The result of the summer-long campaign pitting the foreign secretary against former chancellor of the exchequer Rishi Sunak will be announced on Monday, before Prime Minister Boris Johnson formally tenders his resignation to Queen Elizabeth II the next day.
Postal and online voting by the estimated 200,000 Tory members began in early August, a month after Johnson announced his resignation, and concluded at 5 pm.
Truss enjoys overwhelming support over Sunak in polling of the members.
According to a report published on Tuesday on the iNews website, the pollsters are convinced of a Truss victory. Politico's poll of polls, which rounds up all of the most recent polls of Tory members, has Truss winning 59 percent of the vote, with 32 percent for Sunak, and 10 percent still undecided, the report said.
But the winner faces a vanishingly short political honeymoon once he or she returns to 10 Downing Street from meeting the queen in the Scottish Highlands.
The biggest threat now comes from the surging price of energy. Average annual bills are set to jump by 80 percent in October to 3,549 pounds ($4,130), before an expected rise to 6,000 pounds in 2023, decimating personal finances.
The Trussell Trust, which supports a nationwide network of food banks, says it sees a spike in applicants every time the price cap on energy bills rises. The removal of a 20-pound weekly boost to welfare benefits, introduced during the pandemic and scrapped last October, led to a similar jump.

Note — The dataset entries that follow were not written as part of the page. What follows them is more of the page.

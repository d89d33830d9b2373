//! Scripted LLM for tests.
//!
//! `complete` walks a list of responses and repeats the last one once exhausted.
//! `complete_structured` answers from a per-schema queue, then from an optional
//! closure that can inspect the prompt (e.g. grade documents by their content).

use std::collections::{HashMap, VecDeque};
use std::sync::atomic::{AtomicUsize, Ordering};
use std::sync::Arc;

use async_trait::async_trait;
use serde_json::Value;
use tokio::sync::Mutex;

use crate::message::Message;

use super::{CompletionOptions, LlmClient, LlmError, LlmResponse, OutputSchema};

/// Prompt-aware structured answer. `None` means "no answer" (`LlmError::NoResponse`).
pub type StructuredFn =
    Arc<dyn Fn(&OutputSchema, &[Message]) -> Option<Result<Value, LlmError>> + Send + Sync>;

/// Mock LLM with scripted text and structured answers.
///
/// **Interaction**: implements `LlmClient`; used by node and graph tests.
#[derive(Default)]
pub struct MockLlm {
    responses: Vec<LlmResponse>,
    cursor: AtomicUsize,
    structured: Mutex<HashMap<String, VecDeque<Value>>>,
    structured_fn: Option<StructuredFn>,
    calls: Mutex<Vec<Vec<Message>>>,
}

impl MockLlm {
    /// Always answers `content` without tool calls.
    pub fn with_text(content: impl Into<String>) -> Self {
        Self::with_responses(vec![LlmResponse::text(content)])
    }

    /// Answers in order, then repeats the last response.
    pub fn with_responses(responses: Vec<LlmResponse>) -> Self {
        Self {
            responses,
            ..Self::default()
        }
    }

    /// Queues structured answers for schema `name`; the last one repeats.
    pub fn with_structured(self, name: impl Into<String>, values: Vec<Value>) -> Self {
        let mut map = self.structured.into_inner();
        map.entry(name.into()).or_default().extend(values);
        Self {
            structured: Mutex::new(map),
            ..self
        }
    }

    /// Fallback for schemas without a queued answer.
    pub fn with_structured_fn(mut self, f: StructuredFn) -> Self {
        self.structured_fn = Some(f);
        self
    }

    /// Message lists of every call so far, in call order.
    pub async fn calls(&self) -> Vec<Vec<Message>> {
        self.calls.lock().await.clone()
    }

    pub async fn call_count(&self) -> usize {
        self.calls.lock().await.len()
    }
}

#[async_trait]
impl LlmClient for MockLlm {
    async fn complete(
        &self,
        messages: &[Message],
        _options: &CompletionOptions,
    ) -> Result<LlmResponse, LlmError> {
        self.calls.lock().await.push(messages.to_vec());
        let n = self.cursor.fetch_add(1, Ordering::SeqCst);
        self.responses
            .get(n)
            .or_else(|| self.responses.last())
            .cloned()
            .ok_or(LlmError::NoResponse)
    }

    async fn complete_structured(
        &self,
        messages: &[Message],
        schema: &OutputSchema,
    ) -> Result<Value, LlmError> {
        self.calls.lock().await.push(messages.to_vec());
        {
            let mut queues = self.structured.lock().await;
            if let Some(queue) = queues.get_mut(&schema.name) {
                let next = if queue.len() > 1 {
                    queue.pop_front()
                } else {
                    queue.front().cloned()
                };
                if let Some(v) = next {
                    return Ok(v);
                }
            }
        }
        match &self.structured_fn {
            Some(f) => f(schema, messages).unwrap_or(Err(LlmError::NoResponse)),
            None => Err(LlmError::NoResponse),
        }
    }
}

The National Institute of Economic and Social Research think tank estimates that one in five British households will have no savings left by 2024.
Tax cuts vowed
Truss has vowed tax cuts but those would do nothing to benefit the poorest.
For weeks, the Conservative front-runner has been ruling out direct handouts, and went further at the final hustings on Wednesday by repeating former US president George Bush's promise of no more taxes, which he broke soon afterward.
But writing in Thursday's edition of The Sun newspaper, Truss vowed to "deliver immediate support to ensure people are not facing unaffordable fuel bills" this winter.
"I firmly believe, in these grave times, we need to be radical," she added, previewing her Thatcherite agenda of reform to cement the Brexit legacy of Johnson.
Another challenge that presents for the next leader is a major strike. Staff working at Britain's business and energy department building will begin a strike on the same day as the country's new prime minister is named, the public service trade union said on Thursday.
Cleaners, security guards, reception workers, mail room staff and others at the Department for Business, Energy and Industrial Strategy will walk out on Monday and Tuesday over health, safety and other entitlements.
The action was "a sign of things to come" for the next prime minister, the Public and Commercial Services Union said.